Introduction/Background/Significance: The advent of Bruton tyrosine kinase inhibitors has significantly improved outcomes for patients with chronic lymphocytic leukemia (CLL). However, as utilization of these treatment options expands, ongoing assessment of associated adverse events remains necessary. We sought to complete a real-world analysis of adverse cardiac events with BTK inhibitors (BTKi) approved for use in the United States in CLL.

Materials and Methods/Case Presentation/Objective: We conducted a retrospective cohort study using real-world data from the TriNetX United States Research Database, a federated network of de-identified electronic health records (EHRs) from over 70 healthcare organizations. The study period included all relevant data from July 12nd, 2005, to July 12nd, 2025, or a standard 20-year lookback period. Propensity score matching was utilized to adjust for confounders, time-to-event analysis was applied via Cox proportional hazards models, and statistical significance was determined by p < 0.001. The risk ratio (RR) of the development of atrial fibrillation (Afib) was set as a primary outcome, and several additional cardiotoxicities were explored as secondary outcomes. (Due to space constraints, only select secondary endpoints are reported below.)

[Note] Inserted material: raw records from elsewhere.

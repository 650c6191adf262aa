use crate::cli::{AutomationFlow, AutomationTarget, GlobalArgs, TemplateKind};
use crate::context::{self, AppContext};
use crate::error::{CliError, Result, ResultExt};
use crate::progress::{with_spinner, ProgressTracker};
use crate::ui;
use dialoguer::{theme::ColorfulTheme, Input, Password};
use report_api::automation::{forgot_batch, sign_in_batch, sign_up_batch};
use report_api::config::{
    generate_forgot_sheet, generate_signin_sheet, generate_signup_sheet, load_sheet_rows,
};
use report_api::{
    AutomationKind, AutomationOutcome, Credential, ForgotRequest, ReportClient, SheetBatch,
    SignInRequest, SignUpRequest,
};
use std::fs;

/// One automation run against the backend
#[derive(Debug, Clone)]
enum AutomationJob {
    SignIn(SignInRequest),
    SignUp(SignUpRequest),
    Forgot(ForgotRequest),
}

impl AutomationJob {
    fn kind(&self) -> AutomationKind {
        match self {
            AutomationJob::SignIn(_) => AutomationKind::SignIn,
            AutomationJob::SignUp(_) => AutomationKind::SignUp,
            AutomationJob::Forgot(_) => AutomationKind::Forgot,
        }
    }

    fn email(&self) -> &str {
        match self {
            AutomationJob::SignIn(r) => &r.email,
            AutomationJob::SignUp(r) => &r.email,
            AutomationJob::Forgot(r) => &r.email,
        }
    }

    async fn run(&self, client: &ReportClient) -> report_api::Result<AutomationOutcome> {
        match self {
            AutomationJob::SignIn(request) => client.sign_in(request).await,
            AutomationJob::SignUp(request) => client.sign_up(request).await,
            AutomationJob::Forgot(request) => client.forgot_password(request).await,
        }
    }
}

pub fn execute(global: &GlobalArgs, flow: Option<AutomationFlow>) -> Result<()> {
    let Some(flow) = flow else {
        print_index();
        return Ok(());
    };

    match flow {
        AutomationFlow::Template { kind, output } => write_template(kind, output),
        AutomationFlow::Signin {
            email,
            password,
            target,
        } => {
            let ctx = AppContext::load(global)?;
            let (url, headless) = site(&ctx, &target);
            match target.sheet.as_deref() {
                Some(sheet) => {
                    let rows = load_sheet_rows(sheet).with_context(|| format!("Failed to read {sheet}"))?;
                    let batch = sign_in_batch(&rows, &url, headless);
                    run_sheet(&ctx, map_batch(batch, AutomationJob::SignIn))
                }
                None => {
                    let credential = Credential {
                        email: prompt_if_missing(email, "Email")?,
                        password: password_if_missing(password)?,
                        name: None,
                        description: None,
                    };
                    ctx.verbose(&format!(
                        "Signing in as {} ({})",
                        credential.email,
                        credential.masked_password()
                    ));
                    let request = SignInRequest::from_credential(&credential, &url, headless);
                    run_single(&ctx, AutomationJob::SignIn(request))
                }
            }
        }
        AutomationFlow::Signup {
            first_name,
            last_name,
            email,
            mobile,
            password,
            confirm_password,
            target,
        } => {
            let ctx = AppContext::load(global)?;
            let (url, headless) = site(&ctx, &target);
            match target.sheet.as_deref() {
                Some(sheet) => {
                    let rows = load_sheet_rows(sheet).with_context(|| format!("Failed to read {sheet}"))?;
                    let batch = sign_up_batch(&rows, &url, headless);
                    run_sheet(&ctx, map_batch(batch, AutomationJob::SignUp))
                }
                None => {
                    let password = password_if_missing(password)?;
                    let request = SignUpRequest {
                        first_name: first_name.unwrap_or_default(),
                        last_name: last_name.unwrap_or_default(),
                        email: email.unwrap_or_default(),
                        mobile: mobile.unwrap_or_default(),
                        confirm_password: confirm_password
                            .filter(|p| !p.is_empty())
                            .unwrap_or_else(|| password.clone()),
                        password,
                        url,
                        headless,
                    };
                    request.validate()?;
                    run_single(&ctx, AutomationJob::SignUp(request))
                }
            }
        }
        AutomationFlow::Forgot { email, target } => {
            let ctx = AppContext::load(global)?;
            let (_, headless) = site(&ctx, &target);
            match target.sheet.as_deref() {
                Some(sheet) => {
                    let rows = load_sheet_rows(sheet).with_context(|| format!("Failed to read {sheet}"))?;
                    run_sheet(&ctx, map_batch(forgot_batch(&rows, headless), AutomationJob::Forgot))
                }
                None => {
                    let request = ForgotRequest {
                        email: prompt_if_missing(email, "Email")?,
                        headless,
                    };
                    run_single(&ctx, AutomationJob::Forgot(request))
                }
            }
        }
    }
}

/// The nested automation pages, shown for `mdfive automation` alone
fn print_index() {
    ui::section_header("Automation");
    ui::step_message(1, "signin   Sign in with an email and password, or a sheet of them");
    ui::step_message(2, "signup   Create accounts from fields or a sheet");
    ui::step_message(3, "forgot   Request password resets");
    ui::step_message(4, "template Write a sample sheet for bulk runs");
    ui::info_message("Run `mdfive automation <flow> --help` for the options of each flow");
}

fn write_template(kind: TemplateKind, output: Option<String>) -> Result<()> {
    let (default_name, content) = match kind {
        TemplateKind::Signin => ("signin_template.csv", generate_signin_sheet()),
        TemplateKind::Signup => ("signup_template.csv", generate_signup_sheet()),
        TemplateKind::Forgot => ("forgot_template.csv", generate_forgot_sheet()),
    };
    let path = output.unwrap_or_else(|| default_name.to_string());
    fs::write(&path, content).with_context(|| format!("Failed to write {path}"))?;
    ui::success_message(&format!("Template written to {path}"));
    Ok(())
}

/// Target site and headless flag after applying the command-line overrides
fn site(ctx: &AppContext, target: &AutomationTarget) -> (String, bool) {
    let url = target
        .url
        .clone()
        .filter(|u| !u.trim().is_empty())
        .unwrap_or_else(|| ctx.config.automation_url());
    let headless = !target.headed && ctx.config.headless();
    (url, headless)
}

fn map_batch<T>(batch: SheetBatch<T>, wrap: fn(T) -> AutomationJob) -> SheetBatch<AutomationJob> {
    SheetBatch {
        requests: batch.requests.into_iter().map(wrap).collect(),
        skipped_rows: batch.skipped_rows,
    }
}

fn run_single(ctx: &AppContext, job: AutomationJob) -> Result<()> {
    let kind = job.kind();
    context::block_on(async {
        let outcome = with_spinner(
            &format!("Running {kind} automation, this can take a minute"),
            job.run(&ctx.client),
        )
        .await
        .with_context(|| format!("{kind} request failed"))?;

        show_panels(&outcome);
        if outcome.success {
            ui::success_message(&outcome.summary(kind));
            Ok(())
        } else {
            Err(CliError::Other(outcome.summary(kind)))
        }
    })
}

/// Run every row in order; a failing row never stops the ones after it
fn run_sheet(ctx: &AppContext, batch: SheetBatch<AutomationJob>) -> Result<()> {
    if !batch.skipped_rows.is_empty() {
        ui::warning_message(&format!(
            "Skipping {} rows with missing columns: {}",
            batch.skipped_rows.len(),
            batch
                .skipped_rows
                .iter()
                .map(ToString::to_string)
                .collect::<Vec<_>>()
                .join(", ")
        ));
    }
    if batch.requests.is_empty() {
        return Err(CliError::Other("No usable rows found in the sheet".to_string()));
    }

    let total = batch.requests.len();
    let tracker = ProgressTracker::new("Bulk Automation");
    let failed = context::block_on(async {
        let mut failed = 0;
        for (index, job) in batch.requests.iter().enumerate() {
            let kind = job.kind();
            let label = format!("[{}/{total}] {}", index + 1, job.email());
            match with_spinner(&label, job.run(&ctx.client)).await {
                Ok(outcome) if outcome.success => {
                    ui::success_message(&format!("{label}: {}", outcome.summary(kind)));
                    show_panels(&outcome);
                }
                Ok(outcome) => {
                    failed += 1;
                    ui::error_message(&format!("{label}: {}", outcome.summary(kind)));
                    show_panels(&outcome);
                }
                Err(err) => {
                    failed += 1;
                    ui::error_message(&format!("{label}: {}", err.user_message()));
                }
            }
        }
        Ok(failed)
    })?;

    if failed == 0 {
        tracker.complete();
        Ok(())
    } else {
        Err(CliError::Other(format!("{failed} of {total} automation runs failed")))
    }
}

/// Print the run output and any error text under their labels
fn show_panels(outcome: &AutomationOutcome) {
    for (label, text) in outcome.panels() {
        ui::field(label, "");
        ui::block(&indent(text));
    }
}

fn indent(text: &str) -> String {
    text.lines()
        .map(|line| format!("    {line}"))
        .collect::<Vec<_>>()
        .join("\n")
}

fn prompt_if_missing(value: Option<String>, prompt: &str) -> Result<String> {
    match value.filter(|v| !v.trim().is_empty()) {
        Some(value) => Ok(value),
        None => Ok(Input::<String>::with_theme(&ColorfulTheme::default())
            .with_prompt(prompt)
            .interact_text()?),
    }
}

fn password_if_missing(value: Option<String>) -> Result<String> {
    match value.filter(|v| !v.is_empty()) {
        Some(value) => Ok(value),
        None => Ok(Password::with_theme(&ColorfulTheme::default())
            .with_prompt("Password")
            .interact()?),
    }
}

Results/Description/Main Outcome Measures: 14.959 patients were identified with CLL and prior treatment with any BTKi, of which 9,722 were treated with ibrutinib, 4,714 with acalabrutinib, 2,298 with zanubrutinib, and 349 with pirtobrutinib. Cardiotoxic outcomes were first compared between ibrutinib and all other types of BTKis, with those in the ibrutinib cohort experiencing an Afib RR of 1.625 (CI 1.471-1.795) and additional risks of atrial flutter (RR 2.515, CI 1.683-3.758), acute myocardial infarction (RR 1.853, CI 1.578-2.175), all-cause heart failure (RR 1.499, CI 1.380-1.629), all-cause cerebral infarction (RR 1.819, CI 1.521-2.177), hypertensive crises (RR 2.574, CI 1.842-3.598), and acute hypotension (RR 1.571, CI 1.431-1.723).

In individualized head-to-head comparisons, ibrutinib demonstrated higher Afib risk versus acalabrutinib (RR 1.323, CI 1.202-1.457) and zanubrutinib (RR 1.718, CI 1.478-1.997); pirtobrutinib demonstrated increased risk but with p = 0.0213 (RR 1.512, CI 1.059-2.157). Additionally, comparisons were completed between acalabrutinib versus zanubrutinib or pirtobrutinib, and acalabrutinib demonstrated a higher risk of Afib than zanubrutinib (RR 1.316, CI 1.122-1.365) but no increased risk when compared to pirtobrutinib. Lastly, a final comparison between zanubrutinib and pirtobrutinib demonstrated no statistically significant outcomes.

Conclusions: In this real-world retrospective multi-cohort analysis, we provided refined insights into the cardiotoxicity profiles associated with BTKi use in CLL. As these treatment options diversify and treatment populations expand, continued evaluation remains necessary to guide personalized therapy selection.